Les Russes ne sont pas dupes, même s’ils en donnent l’impression. Ils savent que les Etats-Unis ne veulent pas de la paix telle qu’elle est proposée par Damas et Moscou. Les tergiversations des Américains n’ont d’autre but que d’utiliser ultérieurement tous les « djihadistes » en Syrie, Daesh et Al Qaida compris, dans une vaste action commune pour arriver à leurs fins. Si des hostilités devaient réellement se déclencher entre les Etats-Unis/OTAN et la Russie sur le terrain syrien, les Etats-Unis n’auront pas d’autre choix que de combattre du côté d’Al Qaida et l’Etat Islamique, mais cette fois, ouvertement, au vu et au su du monde entier, ce qu’ils ont réussi à éviter jusqu’ici. Les frappes russes dans le sud de la Syrie, sur des terroristes modérés à l’américaine, sont un signal de départ d’un autre round dans le bras de fer qui oppose Washington à Moscou.

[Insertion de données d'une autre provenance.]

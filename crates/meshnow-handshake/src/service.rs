use std::sync::Arc;

use meshnow_transport::{NodeEvent, RadioLink, RxMeta, Transport};
use meshnow_wire::{FrameConfig, Mac, PacketType};
use parking_lot::Mutex;

use crate::messages::HandshakeMsg;
use crate::responder::HandshakeResponder;

/// Wires a [`HandshakeResponder`] up to a live [`Transport`]: registers
/// receive handlers for `SecStatus`/`Sec`, replies inline, and installs the
/// application key on the transport once `KEY` verifies (spec §4.F/§4.H
/// `SEC_*` event mirror).
pub struct ResponderService<R: RadioLink> {
    transport: Arc<Transport<R>>,
    session: Mutex<HandshakeResponder>,
}

impl<R: RadioLink + 'static> ResponderService<R> {
    pub fn install(transport: Arc<Transport<R>>, pop: impl Into<Vec<u8>>) -> Arc<Self> {
        let this = Arc::new(Self {
            transport: transport.clone(),
            session: Mutex::new(HandshakeResponder::new(pop)),
        });

        let me = transport.self_mac();
        let svc = this.clone();
        transport.set_config_for_data_type(
            PacketType::SecStatus,
            true,
            Some(Arc::new(move |src: Mac, payload: &[u8], _rx: RxMeta| {
                svc.on_sec_status(src, me, payload);
            })),
        );

        let svc = this.clone();
        transport.set_config_for_data_type(
            PacketType::Sec,
            true,
            Some(Arc::new(move |src: Mac, payload: &[u8], _rx: RxMeta| {
                svc.on_sec(src, payload);
            })),
        );

        this
    }

    fn on_sec_status(self: &Arc<Self>, src: Mac, me: Mac, payload: &[u8]) {
        let Ok(HandshakeMsg::Scan) = HandshakeMsg::decode(payload) else { return };
        let reply = {
            let session = self.session.lock();
            session.handle_scan(src, me, 1)
        };
        if let Some(reply) = reply {
            self.reply(src, reply);
        }
    }

    fn on_sec(self: &Arc<Self>, src: Mac, payload: &[u8]) {
        let Ok(msg) = HandshakeMsg::decode(payload) else { return };
        match msg {
            HandshakeMsg::Cmd0 { q_c } => {
                let result = self.session.lock().handle_cmd0(src, q_c);
                if let Ok(reply) = result {
                    self.reply(src, reply);
                }
            }
            HandshakeMsg::Cmd1 { check_c } => {
                let result = self.session.lock().handle_cmd1(src, check_c);
                match result {
                    Ok(reply) => self.reply(src, reply),
                    Err(_) => self.transport.emit(NodeEvent::SecStateChanged { addr: src, state: "invalid_state" }),
                }
            }
            HandshakeMsg::Key { enc_app_key } => {
                let result = self.session.lock().handle_key(src, enc_app_key);
                match result {
                    Ok((reply, app_key)) => {
                        self.transport.install_application_key(&app_key);
                        self.transport.enable_secure_receive(true);
                        self.transport.emit(NodeEvent::SecStateChanged { addr: src, state: "installed" });
                        self.reply(src, reply);
                    }
                    Err(_) => self.transport.emit(NodeEvent::SecStateChanged { addr: src, state: "invalid_state" }),
                }
            }
            HandshakeMsg::Rest => self.session.lock().handle_rest(),
            HandshakeMsg::Scan | HandshakeMsg::Info { .. } | HandshakeMsg::Resp0 { .. } | HandshakeMsg::Resp1 { .. } | HandshakeMsg::KeyResp => {}
        }
    }

    fn reply(self: &Arc<Self>, dest: Mac, msg: HandshakeMsg) {
        let this = self.clone();
        tokio::spawn(async move {
            let packet_type = match msg {
                HandshakeMsg::Info { .. } => PacketType::SecStatus,
                _ => PacketType::Sec,
            };
            let _ = this.transport.send(packet_type, dest, &msg.encode(), FrameConfig::default()).await;
        });
    }
}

Le bras de fer en cours, non militaire pour l’instant se joue essentiellement sur la mise en œuvre totale des accords signés entre les deux parties. Antérieurement à l’accord de cessation des hostilités, un mémorandum avait été signé le 20 octobre 2015 entre la Russie et les Etats-Unis, qui portait sur la compréhension mutuelle, la prévention des incidents aériens et la sécurité des vols d’aviation au cours des opérations dans l’espace aérien syrien. Le 18 Juin 2016, à la demande des Américains, une téléconférence des représentants des départements militaires de la Russie et des Etats-Unis sur les questions de la réalisation des dispositions du Mémorandum, a eu lieu, résultant des frappes russes.

Au cours de la téléconférence, les Russes ont remis sur le tapis les obligations des deux parties, selon les termes du mémorandum. En disant aux représentants des Etats-Unis que les bombardements avaient eu lieu à 300 km des territoires qui avaient été déclarés par la partie américaine comme étant des régions de l’opposition qui avait adhéré au cessez-le-feu, les Russes leur signifiaient que pour éviter des malentendus, les Américains sont tenus de donner des informations transparentes et à jour. Ce qui n’était manifestement pas le cas. Malgré le fait que les Russes aient averti les membres de la coalition dirigée par les Etats-Unis concernant les cibles terrestres choisies pour les frappes, la partie américaine n’a pas fourni les coordonnées des zones d’action de ses protégés. Les Etats-Unis travaillent dans l’ombre dans leur action clandestine en Syrie, la Russie veut rendre transparente cette action, et même la mettre en lumière, à défaut de la paralyser.